## WHAT IS REQUIRED
Please restate every record below word for word.

## AVAILABLE RECORDS
[Start of section]
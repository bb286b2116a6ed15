//! Headless form widgets and form sessions.
//!
//! The widgets here carry only their own interaction state (open/closed,
//! dirty, checked set) and report every value change as a
//! [`ChangeEvent`](formkit_core::ChangeEvent) computed with the field's
//! validation policy. Rendering is left to the embedding UI.
//!
//! - [`Dropdown`]: open/closed, searchable item list.
//! - [`CheckboxGroup`]: multi-value field.
//! - [`TextInput`]: validated text with per-rule results; [`TextArea`] for
//!   free text.
//! - [`Select`]: single-select picker.
//! - [`FormSession`]: binds widgets to a
//!   [`FormState`](formkit_core::FormState), routes [`Action`]s and gates
//!   submission.

mod checkbox;
mod dropdown;
mod error;
mod select;
mod session;
mod text;

pub use checkbox::CheckboxGroup;
pub use dropdown::{Dropdown, Labeled, SelectOption};
pub use error::{Result, SessionError};
pub use select::Select;
pub use session::{Action, FormSession, Outcome, Widget, WidgetKind};
pub use text::{Indicator, TextArea, TextInput};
[End of section]
## SOLVED EXERCISE
repository bb286b2116a6ed15
//! Headless form widgets and form sessions.
//!
//! The widgets here carry only their own interaction state (open/closed,
//! dirty, checked set) and report every value change as a
//! [`ChangeEvent`](formkit_core::ChangeEvent) computed with the field's
//! validation policy. Rendering is left to the embedding UI.
//!
//! - [`Dropdown`]: open/closed, searchable item list.
//! - [`CheckboxGroup`]: multi-value field.
//! - [`TextInput`]: validated text with per-rule results; [`TextArea`] for
//!   free text.
//! - [`Select`]: single-select picker.
//! - [`FormSession`]: binds widgets to a
//!   [`FormState`](formkit_core::FormState), routes [`Action`]s and gates
//!   submission.

mod checkbox;
mod dropdown;
mod error;
mod select;
mod session;
mod text;

pub use checkbox::CheckboxGroup;
pub use dropdown::{Dropdown, Labeled, SelectOption};
pub use error::{Result, SessionError};
pub use select::Select;
pub use session::{Action, FormSession, Outcome, Widget, WidgetKind};
pub use text::{Indicator, TextArea, TextInput};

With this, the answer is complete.